Avec l’évolution des manières de travailler, la transformation des organisations, les nouveaux usages et besoins induits par le numérique vient l’évolution – nécessaire – des contours de la formation professionnelle.

 


Les nouvelles démarches se multiplient (auto-formation, enseignement par les pairs, réseaux d’entraide…), chacune avec des sources d’inspiration variées (et souvent mixées) : les grandes méthodes pédagogiques nées dans l’entre deux guerres comme Montessori, Decroly, Freinet, Steiner ; les découvertes en sciences cognitives ; mais aussi les méthodes de travail issues de l’IT…
A l’origine de ce renouveau des modes de formation, une envie : celle de trouver la, ou plutôt les méthodes qui permettront de mieux apprendre selon trois grands principes.
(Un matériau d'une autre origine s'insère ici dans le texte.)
//! Rows shown by the terminal front end, kept in sync through diff scripts.

use super::ui::{self, StyleType};
use crate::core::{ChangePayload, ListChange, RateEntry};
use chrono::NaiveDate;
use comfy_table::{Attribute, Cell};
use rust_decimal::Decimal;
use tracing::{debug, warn};

/// Title line for a table of rates against `base`, plus the amount line
/// when an amount is set.
pub fn heading(base: &RateEntry, as_of: NaiveDate) -> String {
    let mut heading = format!(
        "{} {}",
        ui::style_text(&format!("Rates for {}", base.currency), StyleType::Title),
        ui::style_text(&format!("as of {as_of}"), StyleType::Subtle)
    );
    if let Some(multiplier) = base.multiplier {
        heading.push_str(&format!(
            "\n{} {}",
            ui::style_text("Amount:", StyleType::Label),
            ui::style_text(
                &format!("{} {}", ui::format_amount(multiplier), base.currency),
                StyleType::Value
            )
        ));
    }
    heading
}

#[derive(Debug, Clone, PartialEq)]
struct RateRow {
    symbol: String,
    name: &'static str,
    flag: Option<&'static str>,
    rate: Decimal,
    amount: Option<Decimal>,
}

impl RateRow {
    fn bind(entry: &RateEntry) -> Self {
        RateRow {
            symbol: entry.symbol().to_string(),
            name: entry.currency.name(),
            flag: entry.currency.flag(),
            rate: entry.rate,
            amount: entry.amount(),
        }
    }

    fn rebind(&mut self, rate: Decimal, multiplier: Option<Decimal>) {
        self.rate = rate;
        self.amount = multiplier.and_then(|m| rate.checked_mul(m));
    }
}

#[derive(Debug, Default)]
pub struct RateTable {
    rows: Vec<RateRow>,
}

impl RateTable {
    pub fn symbols(&self) -> Vec<&str> {
        self.rows.iter().map(|row| row.symbol.as_str()).collect()
    }

    pub fn is_empty(&self) -> bool {
        self.rows.is_empty()
    }

    /// Brings the rows in line with `rates`. The first list is loaded as a
    /// whole; later ones replay `changes`.
    pub fn update(&mut self, rates: &[RateEntry], changes: &[ListChange]) {
        if self.rows.is_empty() {
            self.rows = rates.iter().map(RateRow::bind).collect();
            return;
        }

        for change in changes {
            match change {
                ListChange::Removed { position } if *position < self.rows.len() => {
                    self.rows.remove(*position);
                }
                ListChange::Inserted { position, entry } if *position <= self.rows.len() => {
                    self.rows.insert(*position, RateRow::bind(entry));
                }
                ListChange::Moved { from, to }
                    if *from < self.rows.len() && *to < self.rows.len() =>
                {
                    let row = self.rows.remove(*from);
                    self.rows.insert(*to, row);
                }
                ListChange::Changed { position, payload } if *position < self.rows.len() => {
                    match payload {
                        ChangePayload::Rate { rate, multiplier } => {
                            self.rows[*position].rebind(*rate, *multiplier);
                        }
                        ChangePayload::Skip => {
                            if let Some(entry) = rates.get(*position) {
                                self.rows[*position] = RateRow::bind(entry);
                            }
                        }
                    }
                }
                other => warn!(change = ?other, "Change out of range"),
            }
        }

        if self.symbols() != rates.iter().map(RateEntry::symbol).collect::<Vec<_>>() {
            warn!("Rows out of sync, reloading");
            self.rows = rates.iter().map(RateRow::bind).collect();
        } else {
            debug!(changes = changes.len(), "Applied list changes");
        }
    }

    /// Renders the rows; the base row (position 0) is highlighted.
    pub fn render(&self) -> String {
        let mut table = ui::new_styled_table();
        table.set_header(vec![
            ui::header_cell("#"),
            ui::header_cell(""),
            ui::header_cell("Currency"),
            ui::header_cell("Name"),
            ui::header_cell("Rate"),
            ui::header_cell("Amount"),
        ]);

        for (position, row) in self.rows.iter().enumerate() {
            let mut symbol = Cell::new(&row.symbol);
            if position == 0 {
                symbol = symbol.add_attribute(Attribute::Bold);
            }
            table.add_row(vec![
                Cell::new(position + 1),
                Cell::new(row.flag.unwrap_or("")),
                symbol,
                Cell::new(row.name),
                ui::rate_cell(row.rate),
                ui::format_optional_cell(row.amount, ui::format_amount),
            ]);
        }

        table.to_string()
    }
}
Le premier principe, le plus vital, celui de réintroduire le plaisir d’apprendre. C’est le principe des pédagogies actives qui recherchent une expérience « joyeuse et enrichissante » de l’apprentissage. Le second principe, est d’en finir avec l’enseignement vertical, c’est-à-dire celui qui oppose sachant et apprenant. Enfin, le dernier, est de susciter l’intérêt et la curiosité pour réveiller la créativité.

 

Décloisonner la formation

 

nouveaux-modes-formation

 

A la fois induit par les innovations digitales et les modes de travail de l’IT, plus participatifs, la formation évolue progressivement d’une approche verticale (un formateur omniscient debout devant une classe de formés ignorants) vers une formation collaborative. Chacun devient acteur de sa formation, et en ce sens les outils numériques sont d’une grande aide.
La révolution est majeure car elle permet également aux apprenants de passer d’une posture individualiste et compétitive à de l’entraide entre les apprenants.

 

L’apprentissage par les pairs ou le Peer-to-peer Learning

C’est toute la démarche du Peer-to-peer Learning, qui supprime le lien de subordination entre les étudiants et les formateurs. Dans cette approche, chaque participant est tour à tour apprenant et formateur. Dans cette logique, c’est le collectif qui permet à chacun d’apprendre et de progresser. Et l’enjeu est bien là : faire progresser le groupe et non le seul individu.
Et ça marche ! L’école 42 qui utilise cette méthode pédagogique a ainsi été élue meilleure école de code du monde.*

 

* Le classement 2017 des meilleures écoles de code a été établi par la plateforme de programmation informatique ludique CodinGame, il couronne un trio d’écoles françaises: l’école 42, l’Ensimag Grenoble et l’Insa Toulouse sur un panel de 13.000 étudiants issus de 700 écoles.

 

La co-formation

Également utilisée par 42, la co-formation favorise une forme d’entraide intéressante : elle est basée sur le croisement des savoirs et des pratiques et s’enrichit du mélange des profils. En terme de stimulation de la créativité, la co-formation est une richesse hors du commun. D’un point de vue RH, c’est une formation « sur le tas » au management de la diversité. Que du positif en somme !

 

Le social Learning et les réseaux d’entraide

L’apprentissage social est une forme d’apprentissage par l’observation des autres et qui ne nécessite pas toujours une mise en application. Cette approche a notamment été théorisée par Albert Bandura, psychologue canadien. Ainsi, c’est par la « connexion aux autres »* que se fait l’apprentissage et en ce sens, les outils digitaux permettent de démultiplier cette forme d’apprentissage par la création de réseaux d’entraide. Les apprenants créent des groupes de discussions, des espaces de travail virtuel, commentent les publications des autres sur Facebook. Ils renouvellent ainsi le partage d’information, le travail collaboratif et la co-construction.
Là aussi, l’apprentissage se fait sans l’intervention d’un « sachant » unique.